Quanta Puglia (la Sua Puglia) ci sarà in questo Salone? E quanto estero invece ospiterete?

Con la Puglia ci sono contatti per degli spazi importanti al Salone. Di estero ce ne sarà molto. Avremo scrittori, artisti, filosofi, musicisti, registi, editori, scout, agenti letterari provenienti da: Francia, Germania, Gran Bretagna, Spagna, Stati Uniti, Canada, Russia, Mozambico, Nigeria, Finlandia, Georgia, Giappone, Turichia, Egitto, Albania, Grecia... la lista è in continuo aggiornamento.

I piccoli e medi editori stanno tutti con Torino. C'è qualcuno che dice che la qualità si sia schierata dalla vostra parte? Lei che ne pensa?

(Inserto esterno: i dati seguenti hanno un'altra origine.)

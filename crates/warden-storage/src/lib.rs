pub mod memory;
pub mod postgres;
pub mod traits;

pub use memory::InMemoryStore;
pub use postgres::PostgresStore;
pub use traits::{PermissionStore, StorageError};
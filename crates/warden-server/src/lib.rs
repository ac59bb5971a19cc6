pub mod admin;
pub mod audit;
pub mod cache;
pub mod cli;
pub mod config;
pub mod error;
pub mod metrics;
pub mod password;
pub mod service;
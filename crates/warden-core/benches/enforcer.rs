use std::sync::Arc;

use criterion::{Criterion, criterion_group, criterion_main};

use warden_core::engine::{Enforcer, Statement, TableRef};
use warden_core::graph::RoleGraph;
use warden_core::permission::{Permission, PermissionGrant};
use warden_core::resource::Resource;
use warden_core::role::Role;
use warden_core::snapshot::AuthSnapshot;

type StaticEnforcer = Enforcer<Option<Arc<AuthSnapshot>>>;

fn make_enforcer(roles: Vec<Role>, graph: RoleGraph, grants: Vec<PermissionGrant>) -> StaticEnforcer {
    let snapshot = AuthSnapshot::new(1, roles, graph, grants);
    Enforcer::new(Arc::new(Some(Arc::new(snapshot))))
}

fn direct_grant() -> StaticEnforcer {
    make_enforcer(
        vec![Role::new("alice")],
        RoleGraph::new(),
        vec![PermissionGrant::new(
            "alice",
            Resource::table("ks", "t"),
            Permission::Select.into(),
        )],
    )
}

fn wildcard_grant() -> StaticEnforcer {
    make_enforcer(
        vec![Role::new("alice")],
        RoleGraph::new(),
        vec![PermissionGrant::new(
            "alice",
            Resource::AllKeyspaces,
            Permission::Select.into(),
        )],
    )
}

// alice inherits from role0 through a chain of `depth` roles; only the last holds the grant.
fn role_chain(depth: usize) -> StaticEnforcer {
    let mut roles = vec![Role::new("alice")];
    let mut graph = RoleGraph::new();
    let mut previous = "alice".to_string();
    for i in 0..depth {
        let name = format!("role{i}");
        roles.push(Role::new(&name));
        graph.grant_role(&name, &previous).unwrap();
        previous = name;
    }

    make_enforcer(
        roles,
        graph,
        vec![PermissionGrant::new(
            previous,
            Resource::keyspace("ks"),
            Permission::Select.into(),
        )],
    )
}

fn wide_grants(tables: usize) -> StaticEnforcer {
    let grants = (0..tables)
        .map(|i| {
            PermissionGrant::new(
                "alice",
                Resource::table("ks", format!("t{i}")),
                Permission::Modify.into(),
            )
        })
        .collect();
    make_enforcer(vec![Role::new("alice")], RoleGraph::new(), grants)
}

fn bench_direct_grant(c: &mut Criterion) {
    let enforcer = direct_grant();
    let target = Resource::table("ks", "t");

    c.bench_function("authorize_direct_grant", |b| {
        b.iter(|| {
            assert!(enforcer.is_allowed("alice", Permission::Select, &target));
        });
    });
}

fn bench_wildcard_grant(c: &mut Criterion) {
    let enforcer = wildcard_grant();
    let target = Resource::table("ks", "t");

    c.bench_function("authorize_wildcard_grant", |b| {
        b.iter(|| {
            assert!(enforcer.is_allowed("alice", Permission::Select, &target));
        });
    });
}

fn bench_role_chain_8(c: &mut Criterion) {
    let enforcer = role_chain(8);
    let target = Resource::table("ks", "t");

    c.bench_function("authorize_role_chain_8", |b| {
        b.iter(|| {
            assert!(enforcer.is_allowed("alice", Permission::Select, &target));
        });
    });
}

fn bench_denial_with_1000_rows(c: &mut Criterion) {
    let enforcer = wide_grants(1000);
    let target = Resource::table("other", "t");

    c.bench_function("authorize_denial_1000_rows", |b| {
        b.iter(|| {
            assert!(!enforcer.is_allowed("alice", Permission::Modify, &target));
        });
    });
}

fn bench_statement(c: &mut Criterion) {
    let enforcer = wildcard_grant();
    let statement = Statement::Select(TableRef::new("ks", "t"));

    c.bench_function("authorize_statement_select", |b| {
        b.iter(|| {
            assert!(enforcer.authorize_statement("alice", &statement).is_ok());
        });
    });
}

criterion_group!(
    benches,
    bench_direct_grant,
    bench_wildcard_grant,
    bench_role_chain_8,
    bench_denial_with_1000_rows,
    bench_statement,
);
criterion_main!(benches);
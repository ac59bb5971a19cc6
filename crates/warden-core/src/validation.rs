use crate::permission::PermissionSet;
use crate::resource::{Resource, ResourceKind};

#[derive(Debug, Clone, PartialEq, Eq, thiserror::Error)]
pub enum ValidationError {
    #[error("malformed resource name: '{0}'")]
    MalformedResource(String),

    #[error("unknown permission: '{0}'")]
    UnknownPermission(String),

    #[error("Resource type {} does not support any of the requested permissions", .kind.family())]
    UnsupportedPermission {
        kind: ResourceKind,
        permissions: PermissionSet,
    },

    #[error("{granted} is a member of {recipient}")]
    CyclicMembership { granted: String, recipient: String },

    #[error("line 1: expecting WITH")]
    MissingRoleOptions,

    #[error("{0} is not an individual object")]
    NotAnObject(String),

    #[error("empty permission set")]
    EmptyPermissionSet,
}

/// Rejects a grant or revoke naming permissions outside what `resource`
/// supports. The offending subset is carried in the error.
pub fn validate_grant(resource: &Resource, permissions: PermissionSet) -> Result<(), ValidationError> {
    resource.validate()?;
    if permissions.is_empty() {
        return Err(ValidationError::EmptyPermissionSet);
    }

    let unsupported = permissions.difference(resource.supported_permissions());
    if !unsupported.is_empty() {
        return Err(ValidationError::UnsupportedPermission {
            kind: resource.kind(),
            permissions: unsupported,
        });
    }
    Ok(())
}

/// Object lifecycle hooks only accept concrete keyspaces, tables and roles.
pub fn validate_object(resource: &Resource) -> Result<(), ValidationError> {
    if !resource.kind().is_object() {
        return Err(ValidationError::NotAnObject(resource.canonical()));
    }
    resource.validate()
}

Penso che non ci sia alcuna relazione obbligata tra qualità e dimensioni. Una piccola casa editrice può pubblicare libri pessimi o eccellenti, e lo stesso naturalmente vale per una major. La qualità sarà dalla nostra se saremo bravi a selezionarla.

Ci saranno spazi di collaborazione con Tempo di Libri (il Salone dell'Editoria di Milano, NdR), oppure convivrete nonostante tutto?

Siamo talmente impegnati, sia noi a Torino che loro a Rho, che non credo ci sarà il tempo. Ovviamente tutti i miei auguri e tutto il bene a Chiara Valerio e ai suoi collaboratori. Io, di mio, la sera, quando esco dalla Fondazione, saluto i miei magnifici compagni di lavoro – a volte tiriamo fino a tardi, ma nella fatica troviamo anche il modo di divertirci, a volte ridiamo come matti anche per scaricare la tensione davanti ai mille problemi che dobbiamo risolvere ogni giorno –, poi però, dopo gli abbracci, faccio di solito una lunga passeggiata per Torino, da solo, a piedi, sul limitare della notte, mi guardo intorno, sovrappongo la città reale a quella del libro, che per me è ancora più reale, e mi sembra che un altro mattoncino sia stato messo a posto.